3 февраля. Ясная Поляна.
Вчера в 12-м часу были здесь. Привез нас Родивоныч на паре веселых кобыл. Здесь встретила нас Маша, Марья Александровна и Хохлов с самоваром и овсянкой. Очень было приятно въехать в Ясную. «Пришпект», лошади, дом, комнаты — все так привычно и мило.
Сегодня много разговаривали. Марья Александровна рассказывала про жену Хохлова. Она, должно быть, удивительно хорошая женщина и страшно много вытерпела на своем веку. Но папа говорит, что она не радостная, а скучливая и унылая. Как интересно было бы записать такую жизнь. Маша рассказывала об аресте и увозе Холевинской. Это тоже целая история препоучительная. Она ее сама записывает.
Говорили о темных: Алехиных, Гастеве, Скороходове, и Марья Александровна их очень осуждала за то, что бродят из одного места и дома в другой, не работая, а только разговаривая. Папа это поддержал и сказал, что это потому, что у них нет любви к работе, как, например, у Колички, у Булыгина и т. д. Потом Марья Александровна рассказывала про разные отношения этих людей между собой и, между прочим, цитировала фразу какого-то из них: «Я думал, что вы не признаете личностей». Я расхохоталась. Так они: всё запутали, переанализировали, что никто ничего разобрать не может. А мне последнее время так хочется жить попроще. Не то что распуститься, а хочется перестать задавать себе так много вопросов, которые, цепляясь друг за друга, уводят меня в такие лабиринты, из которых мой слабый ум и маленькие силы не в состоянии меня вывести. Папа сказал, что никак нельзя жить одним разумом, а надо жить по сердечному влечению. Я спросила: а если оно никуда не влечет? — Жить животной жизнью; по крайней мере, так все и будут знать.
Потом он говорит: и странное дело, что все те, которые так смело и резко изменили всю свою жизнь, менее всего имели это сердечное влечение, а смотришь, человек ничего почти не изменил внешне, а весь полон самого искреннего, христианского чувства. — Для меня всегда такие слова соблазнительны, но я стараюсь не переставать, вследствие их, быть к себе строгой.
Ходила сегодня к колодцу по Заказу и радовалась на жизнь. Встретила мужиков, которые возят теперь в огромном количестве дрова из Засеки — здоровые, румяные, простые. После Хохлова это — успокоительно. Полька Балхина, Константин Ромашкин, Пашка Давыдов — красивые и веселые.

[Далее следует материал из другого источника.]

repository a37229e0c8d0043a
use std::env;

use thiserror::Error;

const DEFAULT_DATABASE_URL: &str = "app.db";
const DEFAULT_ADDRESS: &str = "127.0.0.1";
const DEFAULT_PORT: u16 = 8080;

/// Errors raised while reading server configuration.
#[derive(Debug, Error)]
pub enum ConfigError {
    #[error("invalid PORT value `{value}`: {source}")]
    InvalidPort {
        value: String,
        source: std::num::ParseIntError,
    },
}

/// Settings needed to start the HTTP server.
#[derive(Debug, Clone, PartialEq, Eq)]
pub struct ServerConfig {
    pub database_url: String,
    pub address: String,
    pub port: u16,
}

impl ServerConfig {
    /// Read `DATABASE_URL`, `ADDRESS` and `PORT` from the process environment.
    pub fn from_env() -> Result<Self, ConfigError> {
        Self::from_lookup(|key| env::var(key).ok())
    }

    /// Build the configuration from an arbitrary key lookup, falling back to defaults.
    pub fn from_lookup<F>(lookup: F) -> Result<Self, ConfigError>
    where
        F: Fn(&str) -> Option<String>,
    {
        let database_url =
            lookup("DATABASE_URL").unwrap_or_else(|| DEFAULT_DATABASE_URL.to_string());
        let address = lookup("ADDRESS").unwrap_or_else(|| DEFAULT_ADDRESS.to_string());
        let port = match lookup("PORT") {
            Some(value) => value
                .trim()
                .parse::<u16>()
                .map_err(|source| ConfigError::InvalidPort { value, source })?,
            None => DEFAULT_PORT,
        };

        Ok(Self {
            database_url,
            address,
            port,
        })
    }
}
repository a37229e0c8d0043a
use diesel::r2d2::PoolError;
use diesel::result::{DatabaseErrorKind, Error as DieselError};
use thiserror::Error;

/// Errors raised by the persistence layer.
#[derive(Debug, Error)]
pub enum RepositoryError {
    /// The targeted row does not exist.
    #[error("record not found")]
    NotFound,
    /// A unique constraint rejected the write.
    #[error("unique constraint violated: {0}")]
    ConstraintViolation(String),
    /// Any other database failure.
    #[error("database error: {0}")]
    Database(DieselError),
    /// No connection could be checked out of the pool.
    #[error("connection pool error: {0}")]
    Pool(#[from] PoolError),
    /// A stored value could not be mapped onto the domain model.
    #[error("invalid stored value: {0}")]
    InvalidData(String),
}

impl From<DieselError> for RepositoryError {
    fn from(err: DieselError) -> Self {
        match err {
            DieselError::NotFound => RepositoryError::NotFound,
            DieselError::DatabaseError(DatabaseErrorKind::UniqueViolation, info) => {
                RepositoryError::ConstraintViolation(info.message().to_string())
            }
            other => RepositoryError::Database(other),
        }
    }
}

pub type RepositoryResult<T> = Result<T, RepositoryError>;

#[cfg(test)]
mod tests {
    use super::*;

    #[test]
    fn diesel_not_found_maps_to_not_found() {
        let err = RepositoryError::from(DieselError::NotFound);
        assert!(matches!(err, RepositoryError::NotFound));
    }

    #[test]
    fn other_diesel_errors_are_opaque() {
        let err = RepositoryError::from(DieselError::RollbackTransaction);
        assert!(matches!(err, RepositoryError::Database(_)));
    }
}
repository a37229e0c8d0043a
pub mod products;
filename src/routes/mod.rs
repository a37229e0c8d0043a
use actix_web::{HttpResponse, web};
use serde::Serialize;
use serde::de::DeserializeOwned;
use serde_json::error::Category;
use utoipa::ToSchema;

use crate::domain::product::Product;

pub mod docs;
pub mod products;

/// Generic response body: a message plus optional details.
#[derive(Debug, Serialize, ToSchema)]
pub struct MessageResponse {
    pub message: String,
    #[serde(skip_serializing_if = "Option::is_none")]
    pub details: Option<Vec<String>>,
}

impl MessageResponse {
    pub fn new(message: impl Into<String>) -> Self {
        Self {
            message: message.into(),
            details: None,
        }
    }

    pub fn with_detail(message: impl Into<String>, detail: impl Into<String>) -> Self {
        Self::with_details(message, vec![detail.into()])
    }

    pub fn with_details(message: impl Into<String>, details: Vec<String>) -> Self {
        Self {
            message: message.into(),
            details: Some(details),
        }
    }
}

/// Response body for successful writes.
#[derive(Debug, Serialize, ToSchema)]
pub struct ProductResponse {
    pub message: String,
    pub product: Product,
}

impl ProductResponse {
    pub fn new(message: impl Into<String>, product: Product) -> Self {
        Self {
            message: message.into(),
            product,
        }
    }
}

/// `400 Bad Request` carrying validation messages.
pub fn validation_error(details: Vec<String>) -> HttpResponse {
    HttpResponse::BadRequest().json(MessageResponse::with_details("Validation error.", details))
}

/// Decode a JSON request body.
///
/// Type mismatches are reported as validation errors naming the offending
/// field and the expected type.
pub fn parse_json<T>(body: &[u8]) -> Result<T, HttpResponse>
where
    T: DeserializeOwned,
{
    let mut deserializer = serde_json::Deserializer::from_slice(body);
    serde_path_to_error::deserialize(&mut deserializer).map_err(|err| {
        let inner = err.inner();
        match inner.classify() {
            Category::Data => {
                let field = err.path().to_string();
                let expected = expected_type(&inner.to_string());
                validation_error(vec![format!(
                    "Invalid format for field: '{field}'. Expected: {expected}"
                )])
            }
            _ => HttpResponse::BadRequest().json(MessageResponse::with_detail(
                "Malformed JSON payload.",
                inner.to_string(),
            )),
        }
    })
}

/// Pull the "expected ..." clause out of a serde_json data error message.
fn expected_type(message: &str) -> String {
    let Some(start) = message.find("expected ") else {
        return "unknown".to_string();
    };
    let tail = &message[start + "expected ".len()..];
    let end = tail.find(" at line").unwrap_or(tail.len());
    tail[..end].to_string()
}

/// Register every route under `/api` plus the OpenAPI document.
pub fn configure(cfg: &mut web::ServiceConfig) {
    cfg.service(
        web::scope("/api")
            .service(products::show_products)
            // literal `:id` segment must be registered before `{id}`
            .service(products::show_product_by_body)
            .service(products::show_product)
            .service(products::add_product)
            .service(products::edit_product)
            .service(products::delete_product),
    )
    .service(docs::openapi_json);
}
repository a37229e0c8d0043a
//! SQLite connection pool and embedded migrations.

use std::error::Error;
use std::time::Duration;

use diesel::connection::SimpleConnection;
use diesel::r2d2::{ConnectionManager, CustomizeConnection, Pool, PoolError, PooledConnection};
use diesel::sqlite::SqliteConnection;
use diesel_migrations::{EmbeddedMigrations, MigrationHarness, embed_migrations};

pub type DbPool = Pool<ConnectionManager<SqliteConnection>>;
pub type DbConnection = PooledConnection<ConnectionManager<SqliteConnection>>;

pub const MIGRATIONS: EmbeddedMigrations = embed_migrations!("migrations");

/// Pragmas applied to every connection handed out by the pool.
#[derive(Debug, Clone, Copy)]
pub struct ConnectionOptions {
    pub enable_wal: bool,
    pub enable_foreign_keys: bool,
    pub busy_timeout: Option<Duration>,
}

impl Default for ConnectionOptions {
    fn default() -> Self {
        Self {
            enable_wal: true,
            enable_foreign_keys: true,
            busy_timeout: Some(Duration::from_secs(5)),
        }
    }
}

impl CustomizeConnection<SqliteConnection, diesel::r2d2::Error> for ConnectionOptions {
    fn on_acquire(&self, conn: &mut SqliteConnection) -> Result<(), diesel::r2d2::Error> {
        (|| -> diesel::QueryResult<()> {
            if self.enable_wal {
                conn.batch_execute("PRAGMA journal_mode = WAL; PRAGMA synchronous = NORMAL;")?;
            }
            if self.enable_foreign_keys {
                conn.batch_execute("PRAGMA foreign_keys = ON;")?;
            }
            if let Some(timeout) = self.busy_timeout {
                conn.batch_execute(&format!("PRAGMA busy_timeout = {};", timeout.as_millis()))?;
            }
            Ok(())
        })()
        .map_err(diesel::r2d2::Error::QueryError)
    }
}

/// Build an r2d2 pool for the SQLite database at `database_url`.
pub fn establish_connection_pool(database_url: &str) -> Result<DbPool, PoolError> {
    let manager = ConnectionManager::<SqliteConnection>::new(database_url);
    Pool::builder()
        .connection_customizer(Box::new(ConnectionOptions::default()))
        .build(manager)
}

/// Apply every embedded migration that has not been run yet.
pub fn run_pending_migrations(pool: &DbPool) -> Result<(), Box<dyn Error + Send + Sync>> {
    let mut conn = pool.get()?;
    let applied = conn.run_pending_migrations(MIGRATIONS)?;
    for version in applied {
        log::info!("Applied migration {version}");
    }
    Ok(())
}
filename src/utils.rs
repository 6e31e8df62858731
use std::time::{Duration, Instant};

/// Format a `Duration` with automatic unit scaling, e.g. `1.94ms` or `2.34s`.
pub fn fmt_duration(d: Duration) -> String {
    format!("{d:.2?}")
}

/// Log a warning if the elapsed time since `start` exceeds `threshold`.
pub fn log_if_slow(start: Instant, threshold: Duration, label: &str) {
    let elapsed = start.elapsed();
    if elapsed > threshold {
        tracing::warn!(
            duration = fmt_duration(elapsed),
            threshold = fmt_duration(threshold),
            "slow operation: {label}"
        );
    }
}
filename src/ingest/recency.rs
//! Recency filtering and newest-first ordering of extracted candidates.

use chrono::{DateTime, Duration, Utc};
use tracing::debug;

use crate::data::models::CandidateRecord;
use crate::source::dates::parse_missing_date;

pub const DEFAULT_RECENCY_DAYS: i64 = 90;

#[derive(Debug, Clone, Copy)]
pub struct RecencyFilter {
    max_age: Duration,
}

impl Default for RecencyFilter {
    fn default() -> Self {
        Self::new(Duration::days(DEFAULT_RECENCY_DAYS))
    }
}

impl RecencyFilter {
    pub fn new(max_age: Duration) -> Self {
        Self { max_age }
    }

    pub fn from_days(days: u32) -> Self {
        Self::new(Duration::days(i64::from(days)))
    }

    /// Drop candidates that went missing before `now - max_age`, then order
    /// the rest newest first.
    ///
    /// A candidate whose date cannot be parsed is kept, and keeps its
    /// position: only the candidates with parseable dates are reordered,
    /// among the positions they already occupied.
    pub fn apply(&self, candidates: Vec<CandidateRecord>, now: DateTime<Utc>) -> Vec<CandidateRecord> {
        let cutoff = now - self.max_age;
        let before = candidates.len();

        let kept: Vec<(Option<DateTime<Utc>>, CandidateRecord)> = candidates
            .into_iter()
            .map(|c| (parse_missing_date(&c.missing_date), c))
            .filter(|(date, _)| date.is_none_or(|d| d >= cutoff))
            .collect();

        debug!(
            before,
            after = kept.len(),
            cutoff = %cutoff,
            "Applied recency filter"
        );

        newest_first(kept)
    }
}

/// Stable newest-first sort of the dated entries. Undated entries stay in their slots.
fn newest_first<T>(items: Vec<(Option<DateTime<Utc>>, T)>) -> Vec<T> {
    let layout: Vec<bool> = items.iter().map(|(date, _)| date.is_some()).collect();

    let mut dated = Vec::new();
    let mut undated = Vec::new();
    for (date, item) in items {
        match date {
            Some(date) => dated.push((date, item)),
            None => undated.push(item),
        }
    }
    dated.sort_by(|a, b| b.0.cmp(&a.0));

    let mut dated = dated.into_iter().map(|(_, item)| item);
    let mut undated = undated.into_iter();
    layout
        .into_iter()
        .filter_map(|is_dated| if is_dated { dated.next() } else { undated.next() })
        .collect()
}
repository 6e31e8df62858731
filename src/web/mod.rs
//! HTTP API and live record stream.

pub mod error;
pub mod records;
pub mod routes;
pub mod status;
pub mod stream;

pub use routes::*;
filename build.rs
use std::process::Command;

fn main() {
    // Prefer the commit hash injected by the deploy environment, then fall back to git.
    let git_hash = std::env::var("SOURCE_COMMIT").unwrap_or_else(|_| {
        let output = Command::new("git").args(["rev-parse", "HEAD"]).output();
        match output {
            Ok(output) if output.status.success() => {
                String::from_utf8_lossy(&output.stdout).trim().to_string()
            }
            _ => "unknown".to_string(),
        }
    });

    let short_hash = if git_hash != "unknown" && git_hash.len() >= 7 {
        git_hash[..7].to_string()
    } else {
        git_hash.clone()
    };

    println!("cargo:rustc-env=GIT_COMMIT_HASH={}", git_hash);
    println!("cargo:rustc-env=GIT_COMMIT_SHORT={}", short_hash);
    println!("cargo:rerun-if-env-changed=SOURCE_COMMIT");

    if std::path::Path::new(".git/HEAD").exists() {
        println!("cargo:rerun-if-changed=.git/HEAD");
        println!("cargo:rerun-if-changed=.git/refs/heads");
    }
}
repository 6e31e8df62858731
//! Batch persistence of extracted candidates.

use tracing::{debug, warn};

use crate::data::models::CandidateRecord;
use crate::data::store::{InsertOutcome, RecordStore};

/// Tally of one batch save.
#[derive(Debug, Clone, Copy, Default, PartialEq, Eq)]
pub struct UpsertCounts {
    pub saved: usize,
    pub duplicates: usize,
    pub failed: usize,
}

/// Write each candidate if its id is not stored yet.
///
/// Records are written one at a time, in order. Existence checks are not safe
/// under concurrent writes of the same id, so this must not be parallelized.
/// A failed write is logged and counted; the remaining records are still attempted.
pub async fn upsert_if_absent(
    store: &dyn RecordStore,
    candidates: &[CandidateRecord],
) -> UpsertCounts {
    let mut counts = UpsertCounts::default();

    for candidate in candidates {
        match store.insert_if_absent(candidate).await {
            Ok(InsertOutcome::Inserted) => {
                debug!(id = %candidate.source_id, name = %candidate.name, "Saved new record");
                counts.saved += 1;
            }
            Ok(InsertOutcome::Duplicate) => counts.duplicates += 1,
            Err(e) => {
                warn!(id = %candidate.source_id, error = ?e, "Failed to save record, continuing");
                counts.failed += 1;
            }
        }
    }

    counts
}
//! Walking the listing past its first page.

use html_scraper::{Html, Selector};
use std::sync::LazyLock;
use std::time::Duration;
use tracing::{debug, warn};

use crate::data::models::CandidateRecord;
use crate::source::client::PageSource;

static ANCHOR_SELECTOR: LazyLock<Selector> = LazyLock::new(|| Selector::parse("a").unwrap());

/// Highest page number the listing advertises in its pagination links.
///
/// Only anchors whose `href` mentions `page_param` are pagination links. For
/// those, both the query value (`?pageIndex=7`) and purely numeric link text
/// count. Returns 1 when nothing is found.
pub fn discover_page_count(html: &str, page_param: &str) -> u32 {
    let document = Html::parse_document(html);
    let needle = format!("{page_param}=");

    document
        .select(&ANCHOR_SELECTOR)
        .filter_map(|anchor| {
            let href = anchor.attr("href")?;
            if !href.contains(page_param) {
                return None;
            }
            let from_href = href.find(&needle).and_then(|pos| {
                let digits: String = href[pos + needle.len()..]
                    .chars()
                    .take_while(|c| c.is_ascii_digit())
                    .collect();
                digits.parse::<u32>().ok()
            });
            let text = anchor.text().collect::<String>();
            let from_text = text.trim().parse::<u32>().ok();
            from_href.into_iter().chain(from_text).max()
        })
        .max()
        .unwrap_or(1)
        .max(1)
}

/// Result of walking pages 2..=N after the first page was handled.
#[derive(Debug, Default)]
pub struct Harvest {
    /// Page numbers that were fetched successfully.
    pub pages: Vec<u32>,
    pub failed_pages: Vec<u32>,
    /// Page count advertised by the first page, before capping.
    pub discovered: u32,
    pub records: Vec<CandidateRecord>,
}

/// Bounded, paced walk over subsequent listing pages.
#[derive(Debug, Clone, Copy)]
pub struct Paginator {
    page_cap: u32,
    delay: Duration,
}

impl Paginator {
    pub fn new(page_cap: u32, delay: Duration) -> Self {
        Self {
            page_cap: page_cap.max(1),
            delay,
        }
    }

    pub fn last_page(&self, discovered: u32) -> u32 {
        discovered.clamp(1, self.page_cap)
    }

    /// Fetch pages `2..=min(discovered, cap)` with `delay` before each one and
    /// feed their bodies to `extract`. A page that fails to fetch is logged
    /// and skipped.
    pub async fn harvest<F>(
        &self,
        source: &dyn PageSource,
        first_page: &str,
        page_param: &str,
        mut extract: F,
    ) -> Harvest
    where
        F: FnMut(u32, &str) -> Vec<CandidateRecord>,
    {
        let discovered = discover_page_count(first_page, page_param);
        let last = self.last_page(discovered);
        debug!(discovered, last, "Planned listing walk");

        let mut harvest = Harvest {
            discovered,
            ..Harvest::default()
        };

        for page in 2..=last {
            tokio::time::sleep(self.delay).await;

            match source.fetch_page(page).await {
                Ok(body) => {
                    let records = extract(page, &body);
                    debug!(page, count = records.len(), "Harvested page");
                    harvest.records.extend(records);
                    harvest.pages.push(page);
                }
                Err(e) => {
                    warn!(page, error = ?e, "Failed to fetch listing page, skipping");
                    harvest.failed_pages.push(page);
                }
            }
        }

        harvest
    }
}

#[cfg(test)]
mod tests {
    use super::*;
    use crate::source::client::PAGE_PARAM;
    use crate::source::errors::SourceError;
    use async_trait::async_trait;
    use std::sync::Mutex;
    use tokio::time::Instant;

    struct Scripted {
        failing: Vec<u32>,
        calls: Mutex<Vec<u32>>,
    }

    impl Scripted {
        fn new(failing: Vec<u32>) -> Self {
            Self {
                failing,
                calls: Mutex::new(Vec::new()),
            }
        }

        fn calls(&self) -> Vec<u32> {
            self.calls.lock().unwrap().clone()
        }
    }

    #[async_trait]
    impl PageSource for Scripted {
        async fn fetch_page(&self, page: u32) -> Result<String, SourceError> {
            self.calls.lock().unwrap().push(page);
            if self.failing.contains(&page) {
                Err(SourceError::Status { page, status: 503 })
            } else {
                Ok(format!("<p>page {page}</p>"))
            }
        }
    }

    fn pager(count: u32) -> String {
        (1..=count)
            .map(|n| format!(r#"<a href="?pageIndex={n}">{n}</a>"#))
            .collect()
    }

    // --- discovery ---

    #[test]
    fn test_discover_from_href() {
        let html = r#"<a href="/list.do?pageIndex=1">처음</a><a href="/list.do?pageIndex=14">끝</a>"#;
        assert_eq!(discover_page_count(html, PAGE_PARAM), 14);
    }

    #[test]
    fn test_discover_from_text() {
        let html = r#"<div class="paging">
            <a href="javascript:linkPage('pageIndex', 1)">1</a>
            <a href="javascript:linkPage('pageIndex', 2)">2</a>
            <a href="javascript:linkPage('pageIndex', 5)">5</a>
        </div>"#;
        assert_eq!(discover_page_count(html, PAGE_PARAM), 5);
    }

    #[test]
    fn test_discover_ignores_unrelated_numeric_links() {
        let html = r##"<a href="tel:182">182</a><a href="/archive/2024">2024</a>
            <a href="#">9</a><a href="/list.do?pageIndex=1">1</a>"##;
        assert_eq!(discover_page_count(html, PAGE_PARAM), 1);
    }

    #[test]
    fn test_discover_defaults_to_one() {
        assert_eq!(discover_page_count("<p>no paging</p>", PAGE_PARAM), 1);
        assert_eq!(discover_page_count("", PAGE_PARAM), 1);
        assert_eq!(
            discover_page_count(r#"<a href="?pageIndex=0">0</a>"#, PAGE_PARAM),
            1
        );
    }

    #[test]
    fn test_last_page_is_capped() {
        let paginator = Paginator::new(3, Duration::from_millis(500));
        assert_eq!(paginator.last_page(10), 3);
        assert_eq!(paginator.last_page(2), 2);
        assert_eq!(paginator.last_page(0), 1);
    }

    // --- harvest ---

    #[tokio::test(start_paused = true)]
    async fn test_harvest_respects_cap_and_delay() {
        let source = Scripted::new(vec![]);
        let paginator = Paginator::new(3, Duration::from_millis(500));

        let started = Instant::now();
        let harvest = paginator
            .harvest(&source, &pager(10), PAGE_PARAM, |_, _| Vec::new())
            .await;

        assert_eq!(source.calls(), vec![2, 3]);
        assert_eq!(harvest.pages, vec![2, 3]);
        assert_eq!(harvest.discovered, 10);
        assert!(started.elapsed() >= Duration::from_millis(1000));
        assert!(started.elapsed() < Duration::from_millis(1100));
    }

    #[tokio::test(start_paused = true)]
    async fn test_single_page_fetches_nothing_more() {
        let source = Scripted::new(vec![]);
        let paginator = Paginator::new(3, Duration::from_millis(500));

        let started = Instant::now();
        let harvest = paginator
            .harvest(&source, "<p>only</p>", PAGE_PARAM, |_, _| Vec::new())
            .await;

        assert!(source.calls().is_empty());
        assert!(harvest.pages.is_empty());
        assert_eq!(started.elapsed(), Duration::ZERO);
    }

    #[tokio::test(start_paused = true)]
    async fn test_failed_page_does_not_stop_walk() {
        let source = Scripted::new(vec![2]);
        let paginator = Paginator::new(3, Duration::from_millis(500));

        let mut seen = Vec::new();
        let harvest = paginator
            .harvest(&source, &pager(3), PAGE_PARAM, |page, _| {
                seen.push(page);
                Vec::new()
            })
            .await;

        assert_eq!(source.calls(), vec![2, 3]);
        assert_eq!(harvest.failed_pages, vec![2]);
        assert_eq!(harvest.pages, vec![3]);
        assert_eq!(seen, vec![3]);
    }
}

Папа говорил на днях, что когда он в своих писаниях подписывается, то следует все переписать, чтобы иметь цельный экземпляр в оконченном виде, а то он иногда начинает, вновь поправляя, путается, а к прежнему не может вернуться, так как оно уже испачкано и искалечено. Надо это помнить.
Говорили с Хохловым. Он говорит, что настоящий христианин должен быть бродягой, и единственное возможное для него место теперь — это тюрьма. Может быть. Но как-то меня это не берет, не захватывает. Должно быть, еще далеко от очереди. Все равно, как если бы говорили мне, что надо вшивать рукав, когда еще у меня юбка не скроена. Я думаю, что не надо насильно рассудочно вызывать в себе вопросы и задачи, которые сами не просят разрешения, а давать жизни предъявлять свои требования, на которые стараться отвечать со всевозможной строгостью и серьезностью и все силы душевные на это напрягать.
Меня последнее время занимает мысль о том, что в результате достижения идеала получается уничтожение жизни. Чем сильнее развивается во мне любовь и жалость, тем труднее становится мне поддерживать свою жизнь, в которой каждый шаг, каждое движение может быть причиной уничтожения жизни животных, хотя бы самых микроскопических. С другой стороны, если всегда открыто говорить правду, кончится тем, что тебя за это убьют; и, наконец, то, что идеал есть безбрачная жизнь, и поэтому неизбежно род человеческий кончится. Может быть, начнется что-нибудь другое, о чем мы не знаем?
Устала, не могу связать мыслей. Иду спать. У меня очень тупа стала голова последнее время, а сейчас еще спать хочется. Вчера легли в 3, всё с Машей разговаривали. Сейчас приедут с Козловки, не будет ли письма от Жени?